Task item = In the entries below, find the line with "undertone and depth" and the line with "bucket are dropped"; give again those lines and every line between them, exactly.

Data under study Start Marker

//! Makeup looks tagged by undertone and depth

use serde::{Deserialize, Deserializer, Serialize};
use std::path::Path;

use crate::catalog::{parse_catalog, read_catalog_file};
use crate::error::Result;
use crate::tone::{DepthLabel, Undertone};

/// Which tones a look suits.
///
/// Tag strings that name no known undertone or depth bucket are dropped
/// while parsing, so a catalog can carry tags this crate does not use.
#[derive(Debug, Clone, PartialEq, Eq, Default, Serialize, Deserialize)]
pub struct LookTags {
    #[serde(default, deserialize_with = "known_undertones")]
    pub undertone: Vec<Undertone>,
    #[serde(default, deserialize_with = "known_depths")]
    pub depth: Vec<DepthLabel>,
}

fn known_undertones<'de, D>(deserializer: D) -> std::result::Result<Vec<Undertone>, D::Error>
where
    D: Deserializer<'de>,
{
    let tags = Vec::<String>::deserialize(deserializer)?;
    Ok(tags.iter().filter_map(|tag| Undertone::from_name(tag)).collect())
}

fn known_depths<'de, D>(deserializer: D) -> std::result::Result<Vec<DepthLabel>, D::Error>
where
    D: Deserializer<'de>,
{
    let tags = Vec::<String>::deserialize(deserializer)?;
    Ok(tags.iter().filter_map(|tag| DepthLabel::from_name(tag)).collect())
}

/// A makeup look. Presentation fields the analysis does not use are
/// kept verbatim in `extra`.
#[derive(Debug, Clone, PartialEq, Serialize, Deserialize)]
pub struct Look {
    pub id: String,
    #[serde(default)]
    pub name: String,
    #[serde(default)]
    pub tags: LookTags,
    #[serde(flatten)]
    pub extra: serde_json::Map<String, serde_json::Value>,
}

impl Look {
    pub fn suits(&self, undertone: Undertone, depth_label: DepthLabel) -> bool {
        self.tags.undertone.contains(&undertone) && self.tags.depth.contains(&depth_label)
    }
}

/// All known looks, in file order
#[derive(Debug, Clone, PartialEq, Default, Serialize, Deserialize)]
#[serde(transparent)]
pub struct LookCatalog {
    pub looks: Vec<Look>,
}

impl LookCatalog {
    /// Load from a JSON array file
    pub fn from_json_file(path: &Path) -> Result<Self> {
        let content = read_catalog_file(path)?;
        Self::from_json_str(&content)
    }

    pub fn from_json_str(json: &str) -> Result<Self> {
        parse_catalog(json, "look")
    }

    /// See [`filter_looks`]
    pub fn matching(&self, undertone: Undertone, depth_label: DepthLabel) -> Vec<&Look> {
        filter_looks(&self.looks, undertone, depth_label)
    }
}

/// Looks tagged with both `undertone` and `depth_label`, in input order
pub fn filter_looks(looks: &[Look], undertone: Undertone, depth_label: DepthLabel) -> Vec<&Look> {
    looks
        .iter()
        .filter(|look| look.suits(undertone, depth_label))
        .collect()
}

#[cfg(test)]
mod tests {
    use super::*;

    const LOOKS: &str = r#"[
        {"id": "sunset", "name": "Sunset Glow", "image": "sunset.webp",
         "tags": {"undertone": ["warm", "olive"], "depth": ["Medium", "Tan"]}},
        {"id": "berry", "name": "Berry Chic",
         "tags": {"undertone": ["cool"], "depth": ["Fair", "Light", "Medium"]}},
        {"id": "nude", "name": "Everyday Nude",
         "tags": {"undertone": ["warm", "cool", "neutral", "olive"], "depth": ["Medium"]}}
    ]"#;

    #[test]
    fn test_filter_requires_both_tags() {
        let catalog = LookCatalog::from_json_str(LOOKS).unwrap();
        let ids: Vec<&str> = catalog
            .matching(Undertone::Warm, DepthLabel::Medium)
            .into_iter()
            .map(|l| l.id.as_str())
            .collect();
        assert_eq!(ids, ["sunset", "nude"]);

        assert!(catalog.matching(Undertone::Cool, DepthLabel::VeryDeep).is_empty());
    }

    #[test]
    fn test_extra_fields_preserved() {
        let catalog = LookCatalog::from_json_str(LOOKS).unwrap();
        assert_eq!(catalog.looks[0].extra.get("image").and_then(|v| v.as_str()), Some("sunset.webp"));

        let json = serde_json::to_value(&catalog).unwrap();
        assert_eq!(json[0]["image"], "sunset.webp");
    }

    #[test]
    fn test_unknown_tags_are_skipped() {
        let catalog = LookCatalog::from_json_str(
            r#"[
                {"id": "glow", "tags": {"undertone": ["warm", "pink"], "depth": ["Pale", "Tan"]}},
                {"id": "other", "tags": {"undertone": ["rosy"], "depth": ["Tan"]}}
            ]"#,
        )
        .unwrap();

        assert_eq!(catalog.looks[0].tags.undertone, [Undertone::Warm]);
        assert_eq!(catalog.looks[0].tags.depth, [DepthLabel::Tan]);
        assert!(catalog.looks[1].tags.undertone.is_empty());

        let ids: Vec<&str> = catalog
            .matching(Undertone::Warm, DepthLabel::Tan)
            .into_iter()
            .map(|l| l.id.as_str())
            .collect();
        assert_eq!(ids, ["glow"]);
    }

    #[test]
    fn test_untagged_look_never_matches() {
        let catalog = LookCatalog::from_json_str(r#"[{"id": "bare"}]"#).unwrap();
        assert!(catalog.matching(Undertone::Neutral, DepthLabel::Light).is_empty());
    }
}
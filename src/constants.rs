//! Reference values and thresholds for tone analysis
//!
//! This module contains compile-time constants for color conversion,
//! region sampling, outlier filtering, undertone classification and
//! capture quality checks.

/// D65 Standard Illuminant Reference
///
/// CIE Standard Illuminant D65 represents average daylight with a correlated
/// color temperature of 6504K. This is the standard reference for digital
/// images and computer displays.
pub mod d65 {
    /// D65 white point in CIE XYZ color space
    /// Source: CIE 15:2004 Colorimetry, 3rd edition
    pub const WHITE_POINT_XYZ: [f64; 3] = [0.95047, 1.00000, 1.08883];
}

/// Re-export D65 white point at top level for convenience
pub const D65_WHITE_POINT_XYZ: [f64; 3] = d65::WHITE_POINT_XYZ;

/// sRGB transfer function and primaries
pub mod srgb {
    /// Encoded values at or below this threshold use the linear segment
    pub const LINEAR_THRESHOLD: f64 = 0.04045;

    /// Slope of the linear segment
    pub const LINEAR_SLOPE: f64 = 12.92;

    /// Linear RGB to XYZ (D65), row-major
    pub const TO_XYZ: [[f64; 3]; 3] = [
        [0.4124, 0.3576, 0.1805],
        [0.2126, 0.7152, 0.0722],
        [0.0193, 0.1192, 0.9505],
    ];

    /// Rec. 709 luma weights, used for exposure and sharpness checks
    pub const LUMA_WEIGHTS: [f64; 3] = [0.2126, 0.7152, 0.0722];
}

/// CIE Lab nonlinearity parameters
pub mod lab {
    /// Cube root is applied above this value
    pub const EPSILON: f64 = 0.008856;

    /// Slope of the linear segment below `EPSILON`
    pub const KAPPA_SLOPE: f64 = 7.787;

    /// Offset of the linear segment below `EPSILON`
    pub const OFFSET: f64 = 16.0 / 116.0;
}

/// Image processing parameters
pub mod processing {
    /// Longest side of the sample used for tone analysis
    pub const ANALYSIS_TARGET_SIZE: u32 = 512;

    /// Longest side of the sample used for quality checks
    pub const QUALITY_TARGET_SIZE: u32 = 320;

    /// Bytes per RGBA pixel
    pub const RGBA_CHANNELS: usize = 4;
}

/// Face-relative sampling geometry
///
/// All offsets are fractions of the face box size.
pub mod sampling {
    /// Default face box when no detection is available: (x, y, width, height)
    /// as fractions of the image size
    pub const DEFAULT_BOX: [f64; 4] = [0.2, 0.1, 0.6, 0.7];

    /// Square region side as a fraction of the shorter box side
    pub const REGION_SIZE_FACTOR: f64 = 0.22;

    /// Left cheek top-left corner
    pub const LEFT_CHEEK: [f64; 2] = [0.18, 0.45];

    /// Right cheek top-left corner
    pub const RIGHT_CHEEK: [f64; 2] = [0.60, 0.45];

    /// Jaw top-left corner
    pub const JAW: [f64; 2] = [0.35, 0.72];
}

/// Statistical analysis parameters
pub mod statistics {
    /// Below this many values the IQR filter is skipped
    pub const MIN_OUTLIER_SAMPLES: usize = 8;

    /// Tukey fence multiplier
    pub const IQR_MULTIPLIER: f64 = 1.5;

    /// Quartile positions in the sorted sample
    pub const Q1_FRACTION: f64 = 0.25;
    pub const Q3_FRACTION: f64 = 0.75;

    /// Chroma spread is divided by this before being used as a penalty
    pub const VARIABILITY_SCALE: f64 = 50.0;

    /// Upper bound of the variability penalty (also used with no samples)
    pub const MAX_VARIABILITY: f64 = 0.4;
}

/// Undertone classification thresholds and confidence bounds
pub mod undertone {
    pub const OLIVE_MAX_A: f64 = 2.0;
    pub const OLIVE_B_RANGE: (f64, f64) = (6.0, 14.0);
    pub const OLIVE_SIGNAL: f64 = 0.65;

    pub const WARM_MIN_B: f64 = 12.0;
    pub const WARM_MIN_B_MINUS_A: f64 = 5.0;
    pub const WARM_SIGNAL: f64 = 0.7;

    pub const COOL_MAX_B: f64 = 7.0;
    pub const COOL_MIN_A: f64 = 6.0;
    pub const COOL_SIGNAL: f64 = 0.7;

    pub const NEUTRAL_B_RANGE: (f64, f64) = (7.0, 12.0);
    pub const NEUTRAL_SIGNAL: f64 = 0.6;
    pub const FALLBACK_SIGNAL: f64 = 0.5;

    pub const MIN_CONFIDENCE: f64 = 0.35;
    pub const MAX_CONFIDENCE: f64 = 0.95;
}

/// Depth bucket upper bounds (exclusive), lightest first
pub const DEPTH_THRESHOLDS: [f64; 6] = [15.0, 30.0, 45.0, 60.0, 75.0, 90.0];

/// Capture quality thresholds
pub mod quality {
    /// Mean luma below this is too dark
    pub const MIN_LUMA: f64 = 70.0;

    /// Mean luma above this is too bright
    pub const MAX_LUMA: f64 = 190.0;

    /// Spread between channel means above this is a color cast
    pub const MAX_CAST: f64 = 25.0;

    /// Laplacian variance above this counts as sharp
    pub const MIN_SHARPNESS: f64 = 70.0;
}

Data under study End Marker
Data under study Start Marker

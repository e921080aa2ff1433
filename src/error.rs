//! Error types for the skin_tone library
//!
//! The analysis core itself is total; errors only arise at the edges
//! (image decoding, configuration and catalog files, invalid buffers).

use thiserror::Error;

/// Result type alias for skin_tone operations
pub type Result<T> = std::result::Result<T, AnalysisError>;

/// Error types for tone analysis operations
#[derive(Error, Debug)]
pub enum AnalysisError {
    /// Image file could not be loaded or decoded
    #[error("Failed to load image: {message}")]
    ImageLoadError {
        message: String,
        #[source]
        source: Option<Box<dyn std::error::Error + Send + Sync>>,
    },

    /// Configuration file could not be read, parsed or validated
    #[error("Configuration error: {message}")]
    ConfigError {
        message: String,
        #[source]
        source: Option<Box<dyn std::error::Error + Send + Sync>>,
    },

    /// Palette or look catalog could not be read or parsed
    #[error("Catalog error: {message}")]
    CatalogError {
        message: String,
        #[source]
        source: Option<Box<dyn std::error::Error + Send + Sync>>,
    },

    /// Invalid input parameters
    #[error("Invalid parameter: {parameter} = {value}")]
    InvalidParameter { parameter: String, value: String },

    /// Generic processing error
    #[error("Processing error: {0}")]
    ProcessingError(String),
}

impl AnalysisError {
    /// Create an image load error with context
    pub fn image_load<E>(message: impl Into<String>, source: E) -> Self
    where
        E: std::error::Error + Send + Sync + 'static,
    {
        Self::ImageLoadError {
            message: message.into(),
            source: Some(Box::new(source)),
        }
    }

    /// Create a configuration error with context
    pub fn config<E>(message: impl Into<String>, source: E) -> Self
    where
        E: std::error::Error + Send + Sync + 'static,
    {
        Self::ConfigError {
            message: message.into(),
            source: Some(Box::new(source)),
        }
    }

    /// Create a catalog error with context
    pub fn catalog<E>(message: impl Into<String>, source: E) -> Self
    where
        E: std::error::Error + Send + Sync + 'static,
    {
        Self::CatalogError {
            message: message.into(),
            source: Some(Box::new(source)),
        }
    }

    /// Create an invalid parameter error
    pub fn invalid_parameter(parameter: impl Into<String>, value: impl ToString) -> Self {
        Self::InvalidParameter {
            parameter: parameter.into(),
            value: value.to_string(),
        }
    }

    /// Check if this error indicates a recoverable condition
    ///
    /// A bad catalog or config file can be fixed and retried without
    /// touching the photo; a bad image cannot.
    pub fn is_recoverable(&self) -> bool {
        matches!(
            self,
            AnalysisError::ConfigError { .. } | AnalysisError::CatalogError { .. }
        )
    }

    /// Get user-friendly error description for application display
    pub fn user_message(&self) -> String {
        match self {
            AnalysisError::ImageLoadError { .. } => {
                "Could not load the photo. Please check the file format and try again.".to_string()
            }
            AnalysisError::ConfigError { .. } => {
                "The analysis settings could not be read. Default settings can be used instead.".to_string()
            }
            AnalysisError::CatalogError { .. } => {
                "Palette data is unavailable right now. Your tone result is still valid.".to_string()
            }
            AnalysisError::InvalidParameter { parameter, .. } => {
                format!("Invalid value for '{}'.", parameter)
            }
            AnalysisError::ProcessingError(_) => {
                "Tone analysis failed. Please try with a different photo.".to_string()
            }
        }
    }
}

Data under study End Marker

Response to the exercise =
//! Makeup looks tagged by undertone and depth

use serde::{Deserialize, Deserializer, Serialize};
use std::path::Path;

use crate::catalog::{parse_catalog, read_catalog_file};
use crate::error::Result;
use crate::tone::{DepthLabel, Undertone};

/// Which tones a look suits.
///
/// Tag strings that name no known undertone or depth bucket are dropped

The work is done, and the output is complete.